Как выросло оливковое дерево | страница 2
Поднявшись с зарей с каменного пола, с жесткого своего ложа, возносил он утреннюю молитву, обратив лицо к стене Древнего города, белеющей на горе, по ту сторону долины, словно бы он стоял у Стены плача.
Небо там расцвечивалось то желтоватым, то розовым или белесым, и в это зарево врезались всегда одни и те же странные силуэты: четырехгранная церковная башня с тонким крестом на верхушке и стройные кипарисы, словно тоже на мгновенье застывшие неподвижно в молитве.
Торжественная тишина разливалась в такие утра над холмами, камнями и храмами Святого города, никем не нарушаемая, только колокольным звоном, далеким гортанным криком муэдзина, да неслышным, но явно ощутимым шелестом шагов — одетые в белое мужчины гуськом поднимались по горным тропинкам, чтобы помолиться у Стены плача.
Некогда и Яаков восходил этими узкими тропками на утреннюю молитву.

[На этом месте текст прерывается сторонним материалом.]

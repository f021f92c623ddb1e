//! Authentication session: state machine, durable persistence, expiry.

mod persist;
mod store;

pub use persist::{FileSessionPersist, MemorySessionPersist, SessionPersist, StoredSession};
pub use store::SessionStore;

use chrono::{DateTime, Utc};
use serde::{Deserialize, Serialize};
use std::collections::BTreeSet;

/// The authenticated identity and its granted capabilities.
#[derive(Debug, Clone, Serialize, Deserialize, PartialEq, Eq)]
pub struct Principal {
  pub id: String,
  pub display_name: Option<String>,
  #[serde(default)]
  pub capabilities: BTreeSet<String>,
}

/// Position in the session state machine.
///
/// Anonymous → Authenticating → {Authenticated, Anonymous};
/// Authenticated → Expired → Anonymous; Authenticated → Anonymous (logout).
/// Expired is transient and always collapses to Anonymous.
#[derive(Debug, Clone, Copy, Default, PartialEq, Eq)]
pub enum SessionStatus {
  #[default]
  Anonymous,
  Authenticating,
  Authenticated,
  Expired,
}

/// Snapshot of the client's current authentication state.
#[derive(Debug, Clone, Default, PartialEq)]
pub struct Session {
  pub principal: Option<Principal>,
  pub credential_token: Option<String>,
  pub issued_at: Option<DateTime<Utc>>,
  pub expires_at: Option<DateTime<Utc>>,
  pub status: SessionStatus,
}

impl Session {
  pub fn anonymous() -> Self {
    Self::default()
  }

  /// Authenticated status also requires a token and an unexpired grant.
  pub fn is_authenticated(&self) -> bool {
    self.status == SessionStatus::Authenticated
      && self.credential_token.is_some()
      && self.expires_at.is_some_and(|at| Utc::now() < at)
  }
}

/// Credentials handed to the injected remote validator.
#[derive(Debug, Clone)]
pub struct Credentials {
  pub username: String,
  pub secret: String,
}

/// Successful outcome of remote credential validation.
#[derive(Debug, Clone)]
pub struct AuthGrant {
  pub principal: Principal,
  pub token: String,
  pub expires_at: DateTime<Utc>,
}
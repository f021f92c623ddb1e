//! Durable session storage.
//!
//! The session is serialized as one fixed JSON record under a single storage
//! location. Readers must treat any failure (missing file, corrupt JSON) as
//! "no session"; that policy lives in `SessionStore::restore`, not here.

use chrono::{DateTime, Utc};
use parking_lot::Mutex;
use serde::{Deserialize, Serialize};
use std::path::PathBuf;

use super::Principal;
use crate::error::PersistError;

/// The durable session record: token, principal, expiry. Nothing else.
#[derive(Debug, Clone, Serialize, Deserialize, PartialEq, Eq)]
pub struct StoredSession {
  pub token: String,
  pub principal: Principal,
  pub expires_at: DateTime<Utc>,
}

/// Storage backend for the session record.
pub trait SessionPersist: Send + Sync {
  fn save(&self, session: &StoredSession) -> Result<(), PersistError>;
  fn load(&self) -> Result<Option<StoredSession>, PersistError>;
  fn clear(&self) -> Result<(), PersistError>;
}

impl<P: SessionPersist + ?Sized> SessionPersist for std::sync::Arc<P> {
  fn save(&self, session: &StoredSession) -> Result<(), PersistError> {
    (**self).save(session)
  }

  fn load(&self) -> Result<Option<StoredSession>, PersistError> {
    (**self).load()
  }

  fn clear(&self) -> Result<(), PersistError> {
    (**self).clear()
  }
}

/// File-backed storage under the platform data directory.
pub struct FileSessionPersist {
  path: PathBuf,
}

impl FileSessionPersist {
  /// Store the session under the default location for `app_name`
  /// (`<data_dir>/<app_name>/session.json`).
  pub fn open(app_name: &str) -> Result<Self, PersistError> {
    let data_dir = dirs::data_dir()
      .or_else(|| dirs::home_dir().map(|p| p.join(".local/share")))
      .ok_or_else(|| PersistError::Malformed("could not determine data directory".to_string()))?;

    Ok(Self::at_path(data_dir.join(app_name).join("session.json")))
  }

  /// Store the session at an explicit path (used by tests).
  pub fn at_path(path: PathBuf) -> Self {
    Self { path }
  }
}

impl SessionPersist for FileSessionPersist {
  fn save(&self, session: &StoredSession) -> Result<(), PersistError> {
    if let Some(parent) = self.path.parent() {
      std::fs::create_dir_all(parent)?;
    }
    let json = serde_json::to_string(session).map_err(|e| PersistError::Malformed(e.to_string()))?;
    std::fs::write(&self.path, json)?;
    Ok(())
  }

  fn load(&self) -> Result<Option<StoredSession>, PersistError> {
    if !self.path.exists() {
      return Ok(None);
    }
    let contents = std::fs::read_to_string(&self.path)?;
    let session =
      serde_json::from_str(&contents).map_err(|e| PersistError::Malformed(e.to_string()))?;
    Ok(Some(session))
  }

  fn clear(&self) -> Result<(), PersistError> {
    if self.path.exists() {
      std::fs::remove_file(&self.path)?;
    }
    Ok(())
  }
}

/// In-memory storage for tests.
#[derive(Default)]
pub struct MemorySessionPersist {
  slot: Mutex<Option<StoredSession>>,
}

impl MemorySessionPersist {
  pub fn new() -> Self {
    Self::default()
  }
}

impl SessionPersist for MemorySessionPersist {
  fn save(&self, session: &StoredSession) -> Result<(), PersistError> {
    *self.slot.lock() = Some(session.clone());
    Ok(())
  }

  fn load(&self) -> Result<Option<StoredSession>, PersistError> {
    Ok(self.slot.lock().clone())
  }

  fn clear(&self) -> Result<(), PersistError> {
    *self.slot.lock() = None;
    Ok(())
  }
}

Но недолго.
Мешали ему бумажные лоскутки, торчащие и трепещущие в щелях между древними камнями Великого храма.
Он не осуждал тех, кто писал эти записки Господу, прося помощи. В каждом таком лоскутке ведь было доброе желание или большая беда. И Яаков, никогда ничего не прося для себя, просил за других — чтоб исполнилось, что записано. И, может, оно и исполнялось. Но понять он так и не понял, зачем нужно писать, когда можно молча, без слов, мысленно все рассказать, все высказать, и Бог услышит.
Самому Яакову ни бумаги не требовалось, ни письма. Без них с Господом договаривался. Хотя, конечно, не утомлял Яаков Создателя, не жаловался, даже когда тяжкая нужда припирала, потому что знал и верил: на все Его воля, захочет — сам руку прострет.
И разве не простер?
Еще тогда, на пустом месте, когда в шалашах жили, только что перенесенные в Святую землю на волшебном ковре из Йемена. Хлеба не хватало и воды, и материнские сосцы иссохли, и младенцы увядали, прямо на глазах, как старички, покрывались морщинами, и сын сына Яакова, новорожденный, чахнул едва родившись, и Яаков, вознося утреннюю молитву, возведя очи горе, промолвил: хоть бы была на этой земле травинка, что отведет смерть от младенцев! И пошел он в пустыню и пришел к роднику, у которого невиданные белые цветы расцвели. Набрал он тех белых цветов, вернулся, высушил их насолнце, и заварил, и дал матерям тот настой пить, и груди их налились молоком.
Разве не промысел Божий, не рука Господня?
Обе женщины Яакова умерли еще в Йемене, вечный им покой.
И дети все — а было их, слава Богу, счетом немало, от одной восемь, да от другой, может, тринадцать — состарились вскоре один за другим, ушли в мир иной, вечная им память, — Бог дал, Бог взял.